Wednesday, April 6, 2011

We love you, Miss Hannigan!

So, I’m sort of into Kickstarter.

Background is that the Texas legislature pretty much gutted the funding for the Texas Council for the Arts. Way bummer. Kind of. I know it would seem like I’d be the kind of person who would be really pissed off that we can bankroll things like the Super Bowl, but not scrape up some change for arts in this damn state. The elitist, espresso-sipping, ur-snob side of my personality should be totally bent. Maybe the proletarian, tequila-swilling barbarian side too.
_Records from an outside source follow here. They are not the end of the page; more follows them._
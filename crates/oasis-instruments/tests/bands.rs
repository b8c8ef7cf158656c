use oasis_instruments::scoring::{Severity, Tier};
use oasis_instruments::{
    all_instruments, classify_bmi, classify_grip, classify_katz, classify_lawton,
    classify_lower_limb, classify_six_minute_walk, classify_tug, get_instrument,
};

#[test]
fn bmi_boundaries_land_in_upper_band() {
    assert_eq!(classify_bmi(18.49).tier, Tier::Underweight);
    assert_eq!(classify_bmi(18.5).tier, Tier::Normal);
    assert_eq!(classify_bmi(24.99).tier, Tier::Normal);
    assert_eq!(classify_bmi(25.0).tier, Tier::Overweight);
    assert_eq!(classify_bmi(30.0).tier, Tier::Obese);
}

#[test]
fn only_normal_bmi_is_flagged_normal() {
    assert_eq!(classify_bmi(22.0).severity, Severity::Normal);
    for bmi in [15.0, 27.0, 35.0] {
        assert_eq!(classify_bmi(bmi).severity, Severity::AttentionNeeded);
    }
}

#[test]
fn lower_limb_uses_under_sixty_table() {
    assert_eq!(classify_lower_limb(11.9, Some(59)).tier, Tier::Excellent);
    assert_eq!(classify_lower_limb(12.0, Some(59)).tier, Tier::Good);
    assert_eq!(classify_lower_limb(15.0, Some(59)).tier, Tier::Fair);
    assert_eq!(classify_lower_limb(18.0, Some(59)).tier, Tier::Poor);
}

#[test]
fn lower_limb_uses_senior_table_from_sixty() {
    assert_eq!(classify_lower_limb(13.9, Some(60)).tier, Tier::Excellent);
    assert_eq!(classify_lower_limb(14.0, Some(60)).tier, Tier::Good);
    assert_eq!(classify_lower_limb(17.0, Some(75)).tier, Tier::Fair);
    assert_eq!(classify_lower_limb(21.0, Some(90)).tier, Tier::Poor);
}

#[test]
fn lower_limb_without_age_is_undefined() {
    for seconds in [-1.0, 0.0, 5.0, 13.0, 40.0, f64::NAN] {
        let result = classify_lower_limb(seconds, None);
        assert_eq!(result.tier, Tier::Undefined);
        assert_eq!(result.severity, Severity::AttentionNeeded);
    }
}

#[test]
fn lower_limb_age_zero_is_a_known_age() {
    assert_eq!(classify_lower_limb(10.0, Some(0)).tier, Tier::Excellent);
}

#[test]
fn lower_limb_is_pure_and_monotonic_within_band() {
    let rank = |tier: Tier| match tier {
        Tier::Excellent => 0,
        Tier::Good => 1,
        Tier::Fair => 2,
        Tier::Poor => 3,
        other => panic!("unexpected tier {other:?}"),
    };

    for age in [30, 59, 60, 85] {
        let mut previous = rank(classify_lower_limb(40.0, Some(age)).tier);
        let mut tenths = 400;
        while tenths >= 0 {
            let seconds = f64::from(tenths) / 10.0;
            let result = classify_lower_limb(seconds, Some(age));
            assert_eq!(result, classify_lower_limb(seconds, Some(age)));
            let current = rank(result.tier);
            assert!(current <= previous, "worsened at {seconds}s, age {age}");
            previous = current;
            tenths -= 1;
        }
    }
}

#[test]
fn grip_bands() {
    assert_eq!(classify_grip(30.0).tier, Tier::Excellent);
    assert_eq!(classify_grip(29.9).tier, Tier::Good);
    assert_eq!(classify_grip(20.0).tier, Tier::Good);
    assert_eq!(classify_grip(10.0).tier, Tier::Fair);
    assert_eq!(classify_grip(9.9).tier, Tier::Poor);
}

#[test]
fn walk_bands() {
    assert_eq!(classify_six_minute_walk(400).tier, Tier::Excellent);
    assert_eq!(classify_six_minute_walk(399).tier, Tier::Good);
    assert_eq!(classify_six_minute_walk(300).tier, Tier::Good);
    assert_eq!(classify_six_minute_walk(200).tier, Tier::Fair);
    assert_eq!(classify_six_minute_walk(0).tier, Tier::Poor);
}

#[test]
fn katz_bands() {
    assert_eq!(classify_katz(6).tier, Tier::Independent);
    assert_eq!(classify_katz(5).tier, Tier::MildDependence);
    assert_eq!(classify_katz(4).tier, Tier::MildDependence);
    assert_eq!(classify_katz(3).tier, Tier::ModerateDependence);
    assert_eq!(classify_katz(2).tier, Tier::ModerateDependence);
    assert_eq!(classify_katz(1).tier, Tier::SevereDependence);
    assert_eq!(classify_katz(0).tier, Tier::SevereDependence);
}

#[test]
fn katz_above_scale_is_classified_not_rejected() {
    assert_eq!(classify_katz(7).tier, Tier::MildDependence);
}

#[test]
fn lawton_bands() {
    assert_eq!(classify_lawton(27).tier, Tier::Independent);
    assert_eq!(classify_lawton(24).tier, Tier::Independent);
    assert_eq!(classify_lawton(23).tier, Tier::MildDependence);
    assert_eq!(classify_lawton(18).tier, Tier::MildDependence);
    assert_eq!(classify_lawton(12).tier, Tier::ModerateDependence);
    assert_eq!(classify_lawton(11).tier, Tier::SevereDependence);
}

#[test]
fn tug_boundary_is_medium_risk() {
    assert_eq!(classify_tug(11.99).tier, Tier::LowRisk);
    assert_eq!(classify_tug(12.0).tier, Tier::MediumRisk);
    assert_eq!(classify_tug(20.99).tier, Tier::MediumRisk);
    assert_eq!(classify_tug(21.0).tier, Tier::HighRisk);
}

#[test]
fn negative_values_fall_into_lowest_band() {
    assert_eq!(classify_grip(-5.0).tier, Tier::Poor);
    assert_eq!(classify_six_minute_walk(-10).tier, Tier::Poor);
    assert_eq!(classify_katz(-1).tier, Tier::SevereDependence);
    assert_eq!(classify_lawton(-1).tier, Tier::SevereDependence);
    assert_eq!(classify_bmi(-3.0).tier, Tier::Underweight);
    assert_eq!(classify_tug(-2.0).tier, Tier::LowRisk);
}

#[test]
fn severity_follows_tier() {
    let normal = [
        Tier::Normal,
        Tier::Excellent,
        Tier::Good,
        Tier::Independent,
        Tier::LowRisk,
    ];
    let attention = [
        Tier::Underweight,
        Tier::Overweight,
        Tier::Obese,
        Tier::Fair,
        Tier::Poor,
        Tier::Undefined,
        Tier::MildDependence,
        Tier::ModerateDependence,
        Tier::SevereDependence,
        Tier::MediumRisk,
        Tier::HighRisk,
    ];
    for tier in normal {
        assert_eq!(tier.severity(), Severity::Normal, "{tier:?}");
    }
    for tier in attention {
        assert_eq!(tier.severity(), Severity::AttentionNeeded, "{tier:?}");
    }
}

#[test]
fn registry_lists_single_input_instruments() {
    let ids: Vec<_> = all_instruments().iter().map(|i| i.id().to_string()).collect();
    assert_eq!(ids, ["bmi", "grip", "six_minute_walk", "katz", "lawton", "tug"]);
    assert!(get_instrument("katz").is_some());
    assert!(get_instrument("lower_limb").is_none());
}

#[test]
fn band_description_lists_every_row() {
    let tug = get_instrument("tug").unwrap();
    let text = tug.describe_bands();
    assert!(text.starts_with("## Teste TUG"));
    assert!(text.contains("- < 12: Baixo risco"));
    assert!(text.contains("- < 21: Risco médio"));
    assert!(text.contains("- demais valores: Alto risco"));
}
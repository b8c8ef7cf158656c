use serde::{Deserialize, Serialize};
use ts_rs::TS;

#[derive(Debug, Clone, Copy, PartialEq, Eq, Serialize, Deserialize, TS)]
#[serde(rename_all = "snake_case")]
#[ts(export)]
pub enum Sex {
    #[serde(alias = "masculino")]
    Male,
    #[serde(alias = "feminino")]
    Female,
}

impl Sex {
    /// Label printed on the report.
    pub fn label(&self) -> &'static str {
        match self {
            Sex::Male => "Masculino",
            Sex::Female => "Feminino",
        }
    }
}

#[derive(Debug, Clone, PartialEq, Serialize, Deserialize, TS)]
#[ts(export)]
pub struct Patient {
    pub name: String,
    pub birth_date: jiff::civil::Date,
    pub sex: Sex,
}
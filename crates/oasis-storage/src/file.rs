use std::fs;
use std::path::{Path, PathBuf};
use std::sync::Mutex;

use oasis_core::derive::derive_bmi;
use oasis_core::{AssessmentId, AssessmentRecord};
use serde::{Deserialize, Serialize};
use serde_json::{Value, json};
use tracing::{debug, info};

use crate::error::StorageError;
use crate::repository::{self, AssessmentRepository};

/// Current on-disk format version.
pub const STORE_VERSION: u32 = 1;

#[derive(Debug, Serialize, Deserialize)]
struct StoreFile {
    version: u32,
    assessments: Vec<AssessmentRecord>,
}

/// The whole collection as one JSON document.
///
/// Every mutation reads the file, changes it and rewrites it atomically
/// (temp file + rename). Concurrent writers in other processes are
/// last-write-wins.
#[derive(Debug)]
pub struct JsonFileRepository {
    path: PathBuf,
    write_lock: Mutex<()>,
}

impl JsonFileRepository {
    pub fn new(path: impl Into<PathBuf>) -> Self {
        Self {
            path: path.into(),
            write_lock: Mutex::new(()),
        }
    }

    pub fn path(&self) -> &Path {
        &self.path
    }

    fn load(&self) -> Result<Vec<AssessmentRecord>, StorageError> {
        let contents = match fs::read_to_string(&self.path) {
            Ok(c) => c,
            Err(e) if e.kind() == std::io::ErrorKind::NotFound => {
                debug!(path = %self.path.display(), "no assessment store yet");
                return Ok(Vec::new());
            }
            Err(e) => return Err(StorageError::io(&self.path, e)),
        };
        if contents.trim().is_empty() {
            return Ok(Vec::new());
        }

        let json: Value = serde_json::from_str(&contents)?;
        let version = store_version(&json);
        if version > STORE_VERSION {
            return Err(StorageError::UnsupportedVersion {
                found: version,
                supported: STORE_VERSION,
            });
        }

        let store: StoreFile = serde_json::from_value(migrate(json, version))?;
        Ok(store.assessments)
    }

    fn save(&self, assessments: Vec<AssessmentRecord>) -> Result<(), StorageError> {
        if let Some(parent) = self.path.parent().filter(|p| !p.as_os_str().is_empty()) {
            fs::create_dir_all(parent).map_err(|e| StorageError::io(parent, e))?;
        }

        let store = StoreFile {
            version: STORE_VERSION,
            assessments,
        };
        let json = serde_json::to_string_pretty(&store)?;

        let tmp_path = self.path.with_extension("json.tmp");
        fs::write(&tmp_path, json).map_err(|e| StorageError::io(&tmp_path, e))?;
        fs::rename(&tmp_path, &self.path).map_err(|e| StorageError::io(&self.path, e))?;

        debug!(
            path = %self.path.display(),
            count = store.assessments.len(),
            "assessment store written"
        );
        Ok(())
    }

    fn modify<T>(
        &self,
        f: impl FnOnce(&mut Vec<AssessmentRecord>) -> Result<T, StorageError>,
    ) -> Result<T, StorageError> {
        let _guard = self.write_lock.lock().map_err(|_| StorageError::Poisoned)?;
        let mut records = self.load()?;
        let out = f(&mut records)?;
        self.save(records)?;
        Ok(out)
    }
}

impl AssessmentRepository for JsonFileRepository {
    fn append(&self, record: AssessmentRecord) -> Result<(), StorageError> {
        let id = record.id;
        self.modify(|records| repository::append_unique(records, record))?;
        info!(assessment_id = %id, "assessment stored");
        Ok(())
    }

    fn list(&self) -> Result<Vec<AssessmentRecord>, StorageError> {
        self.load()
    }

    fn remove(&self, id: AssessmentId) -> Result<AssessmentRecord, StorageError> {
        let removed = self.modify(|records| repository::take(records, id))?;
        info!(assessment_id = %id, "assessment removed");
        Ok(removed)
    }
}

/// A bare array predates the version envelope and counts as version 0.
fn store_version(json: &Value) -> u32 {
    if json.is_array() {
        return 0;
    }
    json.get("version")
        .and_then(|v| v.as_u64())
        .and_then(|v| u32::try_from(v).ok())
        .unwrap_or(0)
}

/// Bring a raw store document up to [`STORE_VERSION`].
fn migrate(json: Value, from_version: u32) -> Value {
    match json {
        // v0 → v1: wrap the bare array, converting browser-form entries.
        Value::Array(entries) if from_version < 1 => {
            info!(count = entries.len(), "migrating assessment store from v0 to v1");
            let assessments: Vec<_> = entries.into_iter().map(from_form_entry).collect();
            json!({ "version": 1, "assessments": assessments })
        }
        other => other,
    }
}

/// Convert one entry saved by the browser form (Portuguese camelCase
/// keys, numbers possibly as strings, `Date.now()` string id) into the
/// record layout. Entries without a `nome` key pass through unchanged.
fn from_form_entry(entry: Value) -> Value {
    if entry.get("nome").is_none() {
        return entry;
    }

    let number = |key: &str| entry.get(key).and_then(form_number);
    let count = |key: &str| number(key).map(|n| n.round() as i64);
    let text = |key: &str| entry.get(key).and_then(Value::as_str).map(str::trim);

    let id = text("id")
        .and_then(|raw| raw.parse::<i64>().ok())
        .map(AssessmentId::at_millis)
        .unwrap_or_default();
    let height_cm = number("estatura");
    let mass_kg = number("massaCorporal");
    let bmi = height_cm
        .zip(mass_kg)
        .and_then(|(h, m)| derive_bmi(h, m))
        .or_else(|| number("imc"));
    let notes = entry
        .get("observacoes")
        .and_then(Value::as_str)
        .filter(|n| !n.trim().is_empty());

    json!({
        "id": id,
        "patient": {
            "name": text("nome"),
            "birth_date": text("dataNascimento"),
            "sex": text("genero"),
        },
        "assessment_date": text("dataAvaliacao"),
        "anthropometry": {
            "height_cm": height_cm,
            "mass_kg": mass_kg,
            "bmi": bmi,
            "body_fat_percent": number("percentGordura"),
            "lean_mass_percent": number("percentMassaMagra"),
        },
        "lower_limb": {
            "first_s": number("mmiTentativa1"),
            "second_s": number("mmiTentativa2"),
        },
        "grip": {
            "right_first_kg": number("preensaoDireita1"),
            "right_second_kg": number("preensaoDireita2"),
            "left_first_kg": number("preensaoEsquerda1"),
            "left_second_kg": number("preensaoEsquerda2"),
        },
        "six_minute_walk_steps": count("marcha6min"),
        "katz_points": count("katzPontos"),
        "lawton_points": count("lawtonPontos"),
        "tug_seconds": number("tugSegundos"),
        "notes": notes,
    })
}

/// Form inputs were saved either as JSON numbers or as their text.
fn form_number(value: &Value) -> Option<f64> {
    match value {
        Value::Number(n) => n.as_f64(),
        Value::String(s) => s.trim().replace(',', ".").parse().ok(),
        _ => None,
    }
}
use oasis_instruments::scoring::Severity;
use serde::{Deserialize, Serialize};

#[derive(Debug, Clone, Copy, PartialEq, Eq, Serialize, Deserialize)]
pub struct Rgb {
    pub r: u8,
    pub g: u8,
    pub b: u8,
}

impl Rgb {
    pub const fn new(r: u8, g: u8, b: u8) -> Self {
        Self { r, g, b }
    }

    /// `RRGGBB`, as used by OOXML run colors.
    pub fn hex(&self) -> String {
        format!("{:02X}{:02X}{:02X}", self.r, self.g, self.b)
    }

    /// Components scaled to 0.0–1.0.
    pub fn fractions(&self) -> (f32, f32, f32) {
        (
            f32::from(self.r) / 255.0,
            f32::from(self.g) / 255.0,
            f32::from(self.b) / 255.0,
        )
    }
}

/// Document styling and branding for exports.
#[derive(Debug, Clone, Serialize, Deserialize)]
pub struct DocumentStyles {
    /// First line of the header band.
    pub brand_title: String,

    /// Second line of the header band.
    pub report_title: String,

    /// Title size in points.
    pub title_size: usize,

    /// Section header size in points.
    pub section_size: usize,

    /// Body text size in points.
    pub body_size: usize,

    /// Footer size in points.
    pub footer_size: usize,

    pub header_band: Rgb,
    pub section_band: Rgb,
    /// Badge color for `normal` severity.
    pub affirmative: Rgb,
    /// Badge color for `attention-needed` severity.
    pub alert: Rgb,
    pub footer_text: Rgb,
}

impl DocumentStyles {
    pub fn badge_color(&self, severity: Severity) -> Rgb {
        match severity {
            Severity::Normal => self.affirmative,
            Severity::AttentionNeeded => self.alert,
        }
    }
}

impl Default for DocumentStyles {
    fn default() -> Self {
        Self {
            brand_title: "OÁSIS CT - SISTEMA DE AVALIAÇÃO FÍSICO FUNCIONAL".to_string(),
            report_title: "RELATÓRIO DE AVALIAÇÃO".to_string(),
            title_size: 16,
            section_size: 12,
            body_size: 10,
            footer_size: 8,
            header_band: Rgb::new(255, 193, 7),
            section_band: Rgb::new(240, 240, 240),
            affirmative: Rgb::new(0, 128, 0),
            alert: Rgb::new(255, 0, 0),
            footer_text: Rgb::new(100, 100, 100),
        }
    }
}
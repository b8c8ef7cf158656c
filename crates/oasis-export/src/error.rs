use std::fmt;

use oasis_core::AssessmentId;
use thiserror::Error;

/// Where in the rendering pipeline a failure happened.
#[derive(Debug, Clone, Copy, PartialEq, Eq)]
pub enum RenderStage {
    /// Template parsing or evaluation.
    Template,
    /// Fonts, pages and drawing.
    Layout,
    /// Serializing the finished document to bytes.
    Encode,
}

impl fmt::Display for RenderStage {
    fn fmt(&self, f: &mut fmt::Formatter<'_>) -> fmt::Result {
        f.write_str(match self {
            RenderStage::Template => "template",
            RenderStage::Layout => "layout",
            RenderStage::Encode => "encode",
        })
    }
}

/// The document backend could not produce the artifact.
///
/// Nothing is persisted when this is returned: no partial document and no
/// change to the assessment.
#[derive(Debug, Error)]
#[error("failed to render assessment {assessment_id} ({stage} stage): {message}")]
pub struct RenderFailure {
    pub assessment_id: AssessmentId,
    pub stage: RenderStage,
    pub message: String,
}

impl RenderFailure {
    pub fn new(assessment_id: AssessmentId, stage: RenderStage, message: impl Into<String>) -> Self {
        Self {
            assessment_id,
            stage,
            message: message.into(),
        }
    }
}
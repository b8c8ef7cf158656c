//! oasis-audit
//!
//! Application-level audit trail, emitted through `tracing`.

pub mod events;

pub use events::{Action, AuditEvent};
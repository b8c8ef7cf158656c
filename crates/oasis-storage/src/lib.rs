//! oasis-storage
//!
//! Persistence for assessment records. The core never touches storage;
//! hosts inject an [`AssessmentRepository`] where they need one.

pub mod error;
pub mod file;
pub mod memory;
pub mod repository;

pub use file::JsonFileRepository;
pub use memory::InMemoryRepository;
pub use repository::AssessmentRepository;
But, to be honest, I’ve always been a little ambivalent about government money in the arts. He who pays the piper calls the tune, and all that. And given the watered down, stand-for-nothing, politically correct wankers that populate the government from city hall to Capitol Hill, the tune they will pay for is probably from Kenny G.’s greatest hits. Not that there’s not a place for the mainstream, but in the interests of artisitic integrity and freedom of expression, I believe that, by and large, art should be independent, grass-roots and responsible to no one but its creator’s vision.

Aaaaaand, I step off my soapbox.

Anyhoodle, I found Kickstarter. It’s this website where you can find creative projects that need funding. Anything from somebody who needs start up funds to get an invention off the ground to someone who is trying to fund an independent film. Kinda cool. You’re not going to get a cut if they succeed. But it’s a way to directly give your charitable donations (if they’re earmarked for the arts the way mine are) to somebody’s dream project that you’d like to help happen. It’s not like I could bankroll a mural or a play on my own. But my $5 plus somebody else’s $5 plus somebody else’s . . . Things can happen.

So today was my favorite Kickstarter moment, probably forever. A bunch of elementary school kids from Dallas need $500 to put on a production of Annie. Awesome. I looked at what they needed to make their goal and thought “I can do that.” So I dropped them some dough (not a lot, I’m not a Rockefeller), and put the munchkins over the top. Hell, yeah. That felt good! I’m imagining a class full of kids boogeying down because they gonna put on a show. Who knows? Maybe there’s some little budding Carol Burnett who will look back on this moment when she got to play Miss Hannigan as the moment it all started.

And if there are about 2 dozen kids who will be driving every adult in their life compeletely bananas for the next 2 months by singing The Sun’ll Come Out Tomorrow nonstop . . . oh, geez. Even better!